* _MATERIAL FOR THIS EXERCISE_
# # # #
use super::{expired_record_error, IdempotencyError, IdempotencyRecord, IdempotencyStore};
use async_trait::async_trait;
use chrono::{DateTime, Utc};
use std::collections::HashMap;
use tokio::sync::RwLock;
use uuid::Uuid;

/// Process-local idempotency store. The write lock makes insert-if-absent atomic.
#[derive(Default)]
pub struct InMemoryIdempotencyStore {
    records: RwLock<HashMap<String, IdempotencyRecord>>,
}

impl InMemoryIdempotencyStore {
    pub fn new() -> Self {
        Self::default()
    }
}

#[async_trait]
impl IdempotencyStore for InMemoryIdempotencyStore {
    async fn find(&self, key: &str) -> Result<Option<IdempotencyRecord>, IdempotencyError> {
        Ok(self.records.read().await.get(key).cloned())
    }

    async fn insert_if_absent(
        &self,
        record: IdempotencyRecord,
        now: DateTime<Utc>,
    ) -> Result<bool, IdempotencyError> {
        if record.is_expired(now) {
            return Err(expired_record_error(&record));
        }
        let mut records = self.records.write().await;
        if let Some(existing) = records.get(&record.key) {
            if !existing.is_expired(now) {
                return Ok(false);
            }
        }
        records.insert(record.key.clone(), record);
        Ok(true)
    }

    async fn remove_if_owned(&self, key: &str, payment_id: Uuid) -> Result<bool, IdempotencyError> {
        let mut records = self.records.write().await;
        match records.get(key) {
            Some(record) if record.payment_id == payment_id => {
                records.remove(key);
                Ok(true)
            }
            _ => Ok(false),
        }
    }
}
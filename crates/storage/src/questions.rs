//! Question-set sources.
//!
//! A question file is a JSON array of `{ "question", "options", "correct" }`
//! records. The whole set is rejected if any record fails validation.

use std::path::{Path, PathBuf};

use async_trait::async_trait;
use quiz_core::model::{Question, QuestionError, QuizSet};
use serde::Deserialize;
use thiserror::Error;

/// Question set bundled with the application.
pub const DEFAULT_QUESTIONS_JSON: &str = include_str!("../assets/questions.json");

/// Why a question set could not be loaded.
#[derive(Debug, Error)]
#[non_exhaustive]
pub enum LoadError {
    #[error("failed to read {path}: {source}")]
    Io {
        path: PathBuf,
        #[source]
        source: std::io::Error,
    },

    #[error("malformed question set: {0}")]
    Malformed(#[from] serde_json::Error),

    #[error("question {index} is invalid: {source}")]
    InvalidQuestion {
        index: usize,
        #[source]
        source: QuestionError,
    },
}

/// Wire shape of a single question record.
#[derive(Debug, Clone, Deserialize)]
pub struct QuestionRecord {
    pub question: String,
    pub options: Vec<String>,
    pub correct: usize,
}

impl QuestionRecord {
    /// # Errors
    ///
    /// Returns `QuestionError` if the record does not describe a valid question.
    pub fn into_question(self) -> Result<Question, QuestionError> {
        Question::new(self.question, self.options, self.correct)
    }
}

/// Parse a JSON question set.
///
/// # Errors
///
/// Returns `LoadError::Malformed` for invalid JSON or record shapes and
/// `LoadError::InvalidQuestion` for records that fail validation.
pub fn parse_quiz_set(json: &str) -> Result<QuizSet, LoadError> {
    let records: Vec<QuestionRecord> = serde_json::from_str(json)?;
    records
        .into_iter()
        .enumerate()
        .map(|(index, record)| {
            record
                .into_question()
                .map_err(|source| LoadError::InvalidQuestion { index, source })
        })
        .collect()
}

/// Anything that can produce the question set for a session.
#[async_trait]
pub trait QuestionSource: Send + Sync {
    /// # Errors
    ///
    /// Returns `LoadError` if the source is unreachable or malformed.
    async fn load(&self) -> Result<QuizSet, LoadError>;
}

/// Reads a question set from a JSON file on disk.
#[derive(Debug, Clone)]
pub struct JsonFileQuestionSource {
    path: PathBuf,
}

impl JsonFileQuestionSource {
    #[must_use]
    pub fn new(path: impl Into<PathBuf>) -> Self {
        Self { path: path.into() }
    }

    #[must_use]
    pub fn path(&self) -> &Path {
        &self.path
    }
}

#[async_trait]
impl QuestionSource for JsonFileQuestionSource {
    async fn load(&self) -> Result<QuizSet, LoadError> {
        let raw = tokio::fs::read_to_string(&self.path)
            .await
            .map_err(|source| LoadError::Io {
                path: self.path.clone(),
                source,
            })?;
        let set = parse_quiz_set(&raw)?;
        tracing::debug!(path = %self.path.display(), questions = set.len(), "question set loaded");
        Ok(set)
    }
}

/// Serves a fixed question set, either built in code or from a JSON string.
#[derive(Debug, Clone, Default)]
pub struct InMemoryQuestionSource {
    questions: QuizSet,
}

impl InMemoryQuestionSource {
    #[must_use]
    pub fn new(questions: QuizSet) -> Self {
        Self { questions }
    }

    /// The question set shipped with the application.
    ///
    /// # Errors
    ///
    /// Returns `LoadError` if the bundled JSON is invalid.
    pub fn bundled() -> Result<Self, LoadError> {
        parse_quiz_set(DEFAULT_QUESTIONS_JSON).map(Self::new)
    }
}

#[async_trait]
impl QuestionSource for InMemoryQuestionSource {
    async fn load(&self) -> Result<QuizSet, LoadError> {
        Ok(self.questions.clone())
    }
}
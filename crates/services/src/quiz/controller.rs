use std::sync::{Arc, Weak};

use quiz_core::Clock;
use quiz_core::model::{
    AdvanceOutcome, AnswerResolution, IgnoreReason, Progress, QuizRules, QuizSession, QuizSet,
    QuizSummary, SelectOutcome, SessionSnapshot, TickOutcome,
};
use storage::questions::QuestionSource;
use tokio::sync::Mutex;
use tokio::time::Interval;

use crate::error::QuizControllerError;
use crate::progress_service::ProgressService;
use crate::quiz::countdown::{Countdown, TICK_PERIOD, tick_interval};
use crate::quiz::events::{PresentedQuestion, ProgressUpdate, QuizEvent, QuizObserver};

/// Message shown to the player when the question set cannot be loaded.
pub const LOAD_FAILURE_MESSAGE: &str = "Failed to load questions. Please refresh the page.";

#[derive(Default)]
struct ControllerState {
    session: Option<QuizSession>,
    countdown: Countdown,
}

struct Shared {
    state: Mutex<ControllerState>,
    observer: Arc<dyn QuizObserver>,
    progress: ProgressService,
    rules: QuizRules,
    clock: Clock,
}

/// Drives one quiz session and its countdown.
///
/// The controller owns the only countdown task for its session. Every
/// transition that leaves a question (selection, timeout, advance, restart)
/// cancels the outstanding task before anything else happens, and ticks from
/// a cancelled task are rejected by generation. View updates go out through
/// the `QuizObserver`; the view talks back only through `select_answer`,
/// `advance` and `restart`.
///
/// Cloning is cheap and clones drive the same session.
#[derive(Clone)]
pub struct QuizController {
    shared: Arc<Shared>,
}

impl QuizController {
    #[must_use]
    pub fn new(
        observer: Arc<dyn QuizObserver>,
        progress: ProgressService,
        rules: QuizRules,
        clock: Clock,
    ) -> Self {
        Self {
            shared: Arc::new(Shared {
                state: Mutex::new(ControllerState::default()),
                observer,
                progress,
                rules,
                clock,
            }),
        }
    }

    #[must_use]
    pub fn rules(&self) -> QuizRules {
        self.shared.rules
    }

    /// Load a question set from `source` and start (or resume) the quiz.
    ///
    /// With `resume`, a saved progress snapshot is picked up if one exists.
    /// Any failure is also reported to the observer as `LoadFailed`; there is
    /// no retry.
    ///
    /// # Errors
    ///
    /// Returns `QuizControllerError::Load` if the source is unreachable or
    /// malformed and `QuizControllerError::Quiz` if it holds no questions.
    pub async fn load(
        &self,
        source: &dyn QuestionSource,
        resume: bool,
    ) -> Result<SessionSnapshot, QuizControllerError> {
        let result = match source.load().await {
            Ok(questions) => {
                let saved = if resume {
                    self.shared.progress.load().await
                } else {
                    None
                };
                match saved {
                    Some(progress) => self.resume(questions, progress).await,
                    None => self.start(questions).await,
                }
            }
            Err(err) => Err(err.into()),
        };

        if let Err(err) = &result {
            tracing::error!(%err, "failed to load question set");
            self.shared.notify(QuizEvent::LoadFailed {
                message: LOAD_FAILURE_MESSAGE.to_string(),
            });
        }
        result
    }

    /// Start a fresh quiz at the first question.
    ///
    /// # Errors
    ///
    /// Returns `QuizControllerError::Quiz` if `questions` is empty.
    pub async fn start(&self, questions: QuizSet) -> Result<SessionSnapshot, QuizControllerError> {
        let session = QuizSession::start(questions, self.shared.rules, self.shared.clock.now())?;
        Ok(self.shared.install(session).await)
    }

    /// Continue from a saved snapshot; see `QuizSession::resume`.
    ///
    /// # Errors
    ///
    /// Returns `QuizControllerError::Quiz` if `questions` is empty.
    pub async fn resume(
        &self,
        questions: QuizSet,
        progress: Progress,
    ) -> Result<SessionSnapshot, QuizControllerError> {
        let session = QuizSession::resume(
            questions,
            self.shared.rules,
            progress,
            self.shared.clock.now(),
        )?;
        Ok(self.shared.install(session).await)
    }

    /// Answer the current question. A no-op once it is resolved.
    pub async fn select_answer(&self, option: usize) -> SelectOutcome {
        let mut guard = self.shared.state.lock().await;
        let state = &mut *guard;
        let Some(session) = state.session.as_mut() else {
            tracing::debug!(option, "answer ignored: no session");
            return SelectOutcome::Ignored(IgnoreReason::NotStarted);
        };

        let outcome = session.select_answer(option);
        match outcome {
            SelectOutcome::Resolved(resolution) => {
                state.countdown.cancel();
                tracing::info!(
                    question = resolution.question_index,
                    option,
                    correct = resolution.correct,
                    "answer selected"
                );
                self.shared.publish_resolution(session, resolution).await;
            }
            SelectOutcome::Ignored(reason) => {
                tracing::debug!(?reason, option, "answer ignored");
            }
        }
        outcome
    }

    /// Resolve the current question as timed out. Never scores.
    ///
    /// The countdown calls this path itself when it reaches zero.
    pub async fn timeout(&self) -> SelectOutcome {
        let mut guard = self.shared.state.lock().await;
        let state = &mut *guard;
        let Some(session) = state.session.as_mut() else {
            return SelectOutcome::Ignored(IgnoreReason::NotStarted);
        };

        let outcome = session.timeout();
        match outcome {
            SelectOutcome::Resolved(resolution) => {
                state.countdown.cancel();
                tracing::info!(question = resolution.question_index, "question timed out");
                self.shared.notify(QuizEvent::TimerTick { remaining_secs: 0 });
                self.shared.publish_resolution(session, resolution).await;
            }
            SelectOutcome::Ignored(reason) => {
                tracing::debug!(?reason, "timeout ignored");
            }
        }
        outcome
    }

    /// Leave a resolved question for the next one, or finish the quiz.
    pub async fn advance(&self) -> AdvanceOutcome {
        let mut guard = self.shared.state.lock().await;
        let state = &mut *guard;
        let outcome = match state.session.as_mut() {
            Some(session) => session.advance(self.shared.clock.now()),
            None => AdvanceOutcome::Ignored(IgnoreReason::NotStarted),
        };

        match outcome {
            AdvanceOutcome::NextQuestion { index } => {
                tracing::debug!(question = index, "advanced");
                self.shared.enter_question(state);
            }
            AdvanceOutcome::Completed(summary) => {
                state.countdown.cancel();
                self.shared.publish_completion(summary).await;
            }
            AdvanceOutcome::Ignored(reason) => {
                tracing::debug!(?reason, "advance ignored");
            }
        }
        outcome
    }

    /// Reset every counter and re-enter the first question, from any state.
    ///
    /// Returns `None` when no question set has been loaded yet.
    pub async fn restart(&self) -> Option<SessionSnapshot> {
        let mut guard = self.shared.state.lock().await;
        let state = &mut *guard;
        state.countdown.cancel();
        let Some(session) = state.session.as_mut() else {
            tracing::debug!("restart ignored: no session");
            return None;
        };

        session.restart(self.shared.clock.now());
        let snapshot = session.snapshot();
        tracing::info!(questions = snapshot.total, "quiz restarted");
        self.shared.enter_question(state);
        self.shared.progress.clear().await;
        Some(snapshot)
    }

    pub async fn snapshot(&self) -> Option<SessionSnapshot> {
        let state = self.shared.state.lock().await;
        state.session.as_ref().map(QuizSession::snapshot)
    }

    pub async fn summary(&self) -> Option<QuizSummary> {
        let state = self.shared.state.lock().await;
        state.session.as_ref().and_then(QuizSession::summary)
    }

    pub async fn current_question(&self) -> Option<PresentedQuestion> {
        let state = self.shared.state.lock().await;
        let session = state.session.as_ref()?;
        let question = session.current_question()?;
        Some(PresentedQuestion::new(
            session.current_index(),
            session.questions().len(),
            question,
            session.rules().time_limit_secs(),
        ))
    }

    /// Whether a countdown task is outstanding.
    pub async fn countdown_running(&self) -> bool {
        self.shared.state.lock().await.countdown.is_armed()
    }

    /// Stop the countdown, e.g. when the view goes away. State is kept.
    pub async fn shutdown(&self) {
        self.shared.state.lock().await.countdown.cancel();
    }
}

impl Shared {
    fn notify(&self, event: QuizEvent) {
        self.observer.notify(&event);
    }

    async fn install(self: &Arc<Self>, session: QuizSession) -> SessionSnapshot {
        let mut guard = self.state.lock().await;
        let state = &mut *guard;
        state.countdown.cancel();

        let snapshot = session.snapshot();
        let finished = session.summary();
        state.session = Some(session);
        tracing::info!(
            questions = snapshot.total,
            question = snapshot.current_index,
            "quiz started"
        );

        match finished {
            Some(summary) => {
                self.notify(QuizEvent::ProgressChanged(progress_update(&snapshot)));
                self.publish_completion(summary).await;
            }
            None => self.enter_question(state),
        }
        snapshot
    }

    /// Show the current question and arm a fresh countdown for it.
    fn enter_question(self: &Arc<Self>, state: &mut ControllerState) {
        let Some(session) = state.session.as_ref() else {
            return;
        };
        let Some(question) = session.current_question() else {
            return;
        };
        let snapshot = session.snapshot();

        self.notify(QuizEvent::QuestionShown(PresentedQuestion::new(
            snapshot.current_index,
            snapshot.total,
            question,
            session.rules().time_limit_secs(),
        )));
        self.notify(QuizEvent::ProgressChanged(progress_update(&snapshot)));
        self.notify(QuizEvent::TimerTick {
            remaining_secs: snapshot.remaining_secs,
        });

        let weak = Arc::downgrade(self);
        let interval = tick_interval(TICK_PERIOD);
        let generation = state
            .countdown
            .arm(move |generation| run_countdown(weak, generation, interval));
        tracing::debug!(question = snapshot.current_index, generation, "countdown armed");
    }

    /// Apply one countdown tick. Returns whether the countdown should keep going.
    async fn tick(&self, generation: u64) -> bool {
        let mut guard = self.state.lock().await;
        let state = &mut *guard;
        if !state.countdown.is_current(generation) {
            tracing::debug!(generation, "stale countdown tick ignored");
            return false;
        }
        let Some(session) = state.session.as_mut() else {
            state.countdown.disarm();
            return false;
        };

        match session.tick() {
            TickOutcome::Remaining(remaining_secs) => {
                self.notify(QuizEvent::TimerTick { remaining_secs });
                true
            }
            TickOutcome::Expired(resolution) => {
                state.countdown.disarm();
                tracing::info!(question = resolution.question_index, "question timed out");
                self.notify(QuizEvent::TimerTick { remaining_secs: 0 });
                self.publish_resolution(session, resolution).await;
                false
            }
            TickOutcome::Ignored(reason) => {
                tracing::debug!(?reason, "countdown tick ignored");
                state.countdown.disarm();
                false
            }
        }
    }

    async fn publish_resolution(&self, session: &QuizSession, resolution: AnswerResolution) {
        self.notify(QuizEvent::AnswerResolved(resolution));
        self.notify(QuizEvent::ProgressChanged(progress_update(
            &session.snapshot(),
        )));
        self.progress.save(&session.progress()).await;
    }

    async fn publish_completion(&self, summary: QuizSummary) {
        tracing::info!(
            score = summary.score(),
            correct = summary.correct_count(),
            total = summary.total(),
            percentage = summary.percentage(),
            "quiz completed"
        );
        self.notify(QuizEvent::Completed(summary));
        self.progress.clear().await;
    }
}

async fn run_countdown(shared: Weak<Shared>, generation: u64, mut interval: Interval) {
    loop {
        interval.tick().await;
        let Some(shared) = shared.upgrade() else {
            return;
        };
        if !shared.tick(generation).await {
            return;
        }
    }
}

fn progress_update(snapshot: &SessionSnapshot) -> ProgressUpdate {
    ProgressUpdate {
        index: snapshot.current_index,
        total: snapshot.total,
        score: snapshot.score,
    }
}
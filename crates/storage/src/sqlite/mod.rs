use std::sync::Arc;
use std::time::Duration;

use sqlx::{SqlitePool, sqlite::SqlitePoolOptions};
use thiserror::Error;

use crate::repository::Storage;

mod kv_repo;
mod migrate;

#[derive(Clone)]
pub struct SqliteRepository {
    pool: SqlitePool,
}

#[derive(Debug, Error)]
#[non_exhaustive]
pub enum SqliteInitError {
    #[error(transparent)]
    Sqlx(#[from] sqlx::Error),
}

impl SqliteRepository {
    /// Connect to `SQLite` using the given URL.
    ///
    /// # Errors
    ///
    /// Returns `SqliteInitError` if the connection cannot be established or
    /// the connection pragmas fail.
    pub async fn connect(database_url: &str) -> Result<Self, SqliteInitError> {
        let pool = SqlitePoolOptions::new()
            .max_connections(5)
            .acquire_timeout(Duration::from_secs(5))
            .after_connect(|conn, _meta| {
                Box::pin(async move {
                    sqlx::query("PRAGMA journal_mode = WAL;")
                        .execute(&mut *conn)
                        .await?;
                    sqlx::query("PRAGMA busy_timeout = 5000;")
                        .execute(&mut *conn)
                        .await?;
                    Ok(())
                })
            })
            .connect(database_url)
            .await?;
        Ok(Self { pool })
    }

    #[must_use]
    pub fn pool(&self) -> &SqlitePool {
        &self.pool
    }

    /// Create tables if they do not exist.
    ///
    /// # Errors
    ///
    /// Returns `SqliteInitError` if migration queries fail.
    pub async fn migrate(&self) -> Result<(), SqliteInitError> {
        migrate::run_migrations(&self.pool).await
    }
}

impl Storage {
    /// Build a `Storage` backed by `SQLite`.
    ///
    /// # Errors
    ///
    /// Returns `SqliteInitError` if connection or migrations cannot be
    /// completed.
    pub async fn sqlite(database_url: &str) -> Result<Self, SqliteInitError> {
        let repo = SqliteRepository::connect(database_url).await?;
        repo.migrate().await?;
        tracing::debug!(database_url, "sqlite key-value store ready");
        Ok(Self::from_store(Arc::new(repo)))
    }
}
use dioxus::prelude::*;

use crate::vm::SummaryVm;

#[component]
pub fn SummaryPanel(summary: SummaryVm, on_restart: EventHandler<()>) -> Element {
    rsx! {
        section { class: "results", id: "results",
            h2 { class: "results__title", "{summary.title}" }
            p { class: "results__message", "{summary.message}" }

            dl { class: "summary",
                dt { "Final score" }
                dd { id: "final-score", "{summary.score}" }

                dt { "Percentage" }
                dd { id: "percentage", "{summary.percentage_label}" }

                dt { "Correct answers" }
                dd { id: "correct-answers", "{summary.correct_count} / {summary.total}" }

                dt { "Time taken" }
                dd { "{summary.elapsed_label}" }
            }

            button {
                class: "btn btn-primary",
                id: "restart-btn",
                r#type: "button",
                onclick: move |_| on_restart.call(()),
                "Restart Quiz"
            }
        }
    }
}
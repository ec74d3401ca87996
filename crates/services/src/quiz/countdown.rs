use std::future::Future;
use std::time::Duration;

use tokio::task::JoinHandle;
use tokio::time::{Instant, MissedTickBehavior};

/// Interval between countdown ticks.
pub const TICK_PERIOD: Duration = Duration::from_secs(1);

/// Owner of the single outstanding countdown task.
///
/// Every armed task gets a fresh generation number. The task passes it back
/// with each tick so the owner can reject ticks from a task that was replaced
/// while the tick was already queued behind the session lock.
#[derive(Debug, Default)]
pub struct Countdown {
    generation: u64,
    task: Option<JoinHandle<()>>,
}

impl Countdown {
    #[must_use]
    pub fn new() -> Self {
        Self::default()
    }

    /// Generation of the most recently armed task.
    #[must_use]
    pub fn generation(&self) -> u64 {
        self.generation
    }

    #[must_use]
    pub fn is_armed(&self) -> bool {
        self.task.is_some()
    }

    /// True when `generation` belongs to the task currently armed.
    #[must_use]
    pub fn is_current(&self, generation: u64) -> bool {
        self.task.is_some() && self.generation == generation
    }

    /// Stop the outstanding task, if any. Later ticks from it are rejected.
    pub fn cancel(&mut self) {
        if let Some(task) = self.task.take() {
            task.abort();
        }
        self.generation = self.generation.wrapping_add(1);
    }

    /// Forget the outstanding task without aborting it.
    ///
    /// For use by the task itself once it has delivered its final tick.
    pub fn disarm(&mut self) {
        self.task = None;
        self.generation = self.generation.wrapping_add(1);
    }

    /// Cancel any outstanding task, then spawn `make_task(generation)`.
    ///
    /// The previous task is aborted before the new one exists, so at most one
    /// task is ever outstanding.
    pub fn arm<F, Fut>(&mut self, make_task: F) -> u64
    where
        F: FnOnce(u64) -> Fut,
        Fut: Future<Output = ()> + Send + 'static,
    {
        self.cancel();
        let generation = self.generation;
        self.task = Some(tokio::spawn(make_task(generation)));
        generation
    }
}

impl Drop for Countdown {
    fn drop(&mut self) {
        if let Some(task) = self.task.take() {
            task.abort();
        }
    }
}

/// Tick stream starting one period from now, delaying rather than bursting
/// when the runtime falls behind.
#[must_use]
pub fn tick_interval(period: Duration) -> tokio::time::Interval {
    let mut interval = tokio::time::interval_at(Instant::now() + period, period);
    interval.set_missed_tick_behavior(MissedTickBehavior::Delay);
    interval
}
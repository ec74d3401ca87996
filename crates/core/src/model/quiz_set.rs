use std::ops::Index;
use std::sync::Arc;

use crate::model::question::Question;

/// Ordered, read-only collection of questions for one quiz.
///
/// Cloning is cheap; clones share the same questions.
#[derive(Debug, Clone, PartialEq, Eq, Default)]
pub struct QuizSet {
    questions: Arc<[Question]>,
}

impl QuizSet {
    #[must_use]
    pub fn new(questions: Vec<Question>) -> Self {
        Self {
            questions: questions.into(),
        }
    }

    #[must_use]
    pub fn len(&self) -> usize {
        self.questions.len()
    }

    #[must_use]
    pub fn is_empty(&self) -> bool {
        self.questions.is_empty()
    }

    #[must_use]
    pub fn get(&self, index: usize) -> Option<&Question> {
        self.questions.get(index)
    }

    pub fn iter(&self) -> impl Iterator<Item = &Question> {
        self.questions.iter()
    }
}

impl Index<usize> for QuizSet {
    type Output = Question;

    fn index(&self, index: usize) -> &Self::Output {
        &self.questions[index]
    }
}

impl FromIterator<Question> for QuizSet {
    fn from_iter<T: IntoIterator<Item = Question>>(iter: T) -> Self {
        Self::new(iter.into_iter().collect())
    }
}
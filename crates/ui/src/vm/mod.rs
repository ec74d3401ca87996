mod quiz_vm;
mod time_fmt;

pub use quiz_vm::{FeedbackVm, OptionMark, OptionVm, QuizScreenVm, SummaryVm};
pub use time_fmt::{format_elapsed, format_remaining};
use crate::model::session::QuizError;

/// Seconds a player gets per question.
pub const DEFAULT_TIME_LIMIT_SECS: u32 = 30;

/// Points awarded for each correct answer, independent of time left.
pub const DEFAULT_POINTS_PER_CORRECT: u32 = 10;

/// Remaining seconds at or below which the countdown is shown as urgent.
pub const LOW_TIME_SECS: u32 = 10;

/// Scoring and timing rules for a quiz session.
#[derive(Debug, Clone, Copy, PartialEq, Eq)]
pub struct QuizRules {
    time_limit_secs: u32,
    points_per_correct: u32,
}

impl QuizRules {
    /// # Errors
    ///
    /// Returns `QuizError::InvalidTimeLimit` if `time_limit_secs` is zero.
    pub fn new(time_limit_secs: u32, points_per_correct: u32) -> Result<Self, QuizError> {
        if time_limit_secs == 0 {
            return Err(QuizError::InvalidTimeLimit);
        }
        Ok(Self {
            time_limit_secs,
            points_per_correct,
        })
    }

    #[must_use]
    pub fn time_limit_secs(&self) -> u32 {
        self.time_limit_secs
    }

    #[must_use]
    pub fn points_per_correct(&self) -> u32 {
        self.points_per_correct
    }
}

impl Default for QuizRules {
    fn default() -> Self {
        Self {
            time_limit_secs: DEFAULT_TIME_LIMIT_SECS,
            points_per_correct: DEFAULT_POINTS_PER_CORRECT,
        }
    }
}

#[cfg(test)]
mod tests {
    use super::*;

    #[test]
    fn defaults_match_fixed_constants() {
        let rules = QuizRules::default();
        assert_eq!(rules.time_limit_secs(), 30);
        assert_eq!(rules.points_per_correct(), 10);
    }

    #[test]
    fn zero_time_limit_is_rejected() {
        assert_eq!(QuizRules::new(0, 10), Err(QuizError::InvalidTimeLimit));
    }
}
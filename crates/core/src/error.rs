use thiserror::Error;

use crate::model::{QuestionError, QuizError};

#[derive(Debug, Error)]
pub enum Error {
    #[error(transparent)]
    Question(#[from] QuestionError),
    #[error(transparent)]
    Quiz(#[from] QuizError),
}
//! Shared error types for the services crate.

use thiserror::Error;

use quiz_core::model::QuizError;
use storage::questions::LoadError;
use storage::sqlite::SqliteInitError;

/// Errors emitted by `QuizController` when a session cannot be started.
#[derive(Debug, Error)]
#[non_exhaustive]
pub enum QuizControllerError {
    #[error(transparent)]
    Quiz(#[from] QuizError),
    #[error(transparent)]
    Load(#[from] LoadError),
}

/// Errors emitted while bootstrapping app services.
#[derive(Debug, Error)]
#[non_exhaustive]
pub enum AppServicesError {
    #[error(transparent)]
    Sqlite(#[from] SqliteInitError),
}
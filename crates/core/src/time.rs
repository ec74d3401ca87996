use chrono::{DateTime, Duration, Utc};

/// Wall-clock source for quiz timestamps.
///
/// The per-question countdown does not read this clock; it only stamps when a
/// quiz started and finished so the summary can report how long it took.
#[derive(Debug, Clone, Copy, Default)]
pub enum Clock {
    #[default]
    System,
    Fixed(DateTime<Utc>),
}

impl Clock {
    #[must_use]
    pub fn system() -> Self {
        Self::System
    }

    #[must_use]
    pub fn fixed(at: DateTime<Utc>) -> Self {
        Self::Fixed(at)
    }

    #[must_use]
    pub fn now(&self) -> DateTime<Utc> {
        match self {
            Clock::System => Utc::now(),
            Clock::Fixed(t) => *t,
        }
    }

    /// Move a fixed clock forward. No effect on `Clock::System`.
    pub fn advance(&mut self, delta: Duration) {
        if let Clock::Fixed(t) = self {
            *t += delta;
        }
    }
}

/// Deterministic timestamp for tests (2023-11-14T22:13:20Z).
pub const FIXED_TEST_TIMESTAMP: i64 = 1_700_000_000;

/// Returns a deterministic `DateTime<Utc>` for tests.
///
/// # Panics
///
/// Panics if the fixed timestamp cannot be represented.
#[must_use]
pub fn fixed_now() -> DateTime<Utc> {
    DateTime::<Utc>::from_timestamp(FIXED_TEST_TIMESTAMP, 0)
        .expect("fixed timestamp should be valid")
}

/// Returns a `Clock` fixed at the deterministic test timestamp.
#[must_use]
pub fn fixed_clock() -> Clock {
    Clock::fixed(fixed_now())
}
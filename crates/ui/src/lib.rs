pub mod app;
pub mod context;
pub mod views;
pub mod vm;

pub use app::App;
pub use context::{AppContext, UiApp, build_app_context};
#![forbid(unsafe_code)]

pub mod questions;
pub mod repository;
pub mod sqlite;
# # # #
* _TASK_
Which lines above hold the string "existing"? Please copy all of them.

* _REPLY_
        if let Some(existing) = records.get(&record.key) {
            if !existing.is_expired(now) {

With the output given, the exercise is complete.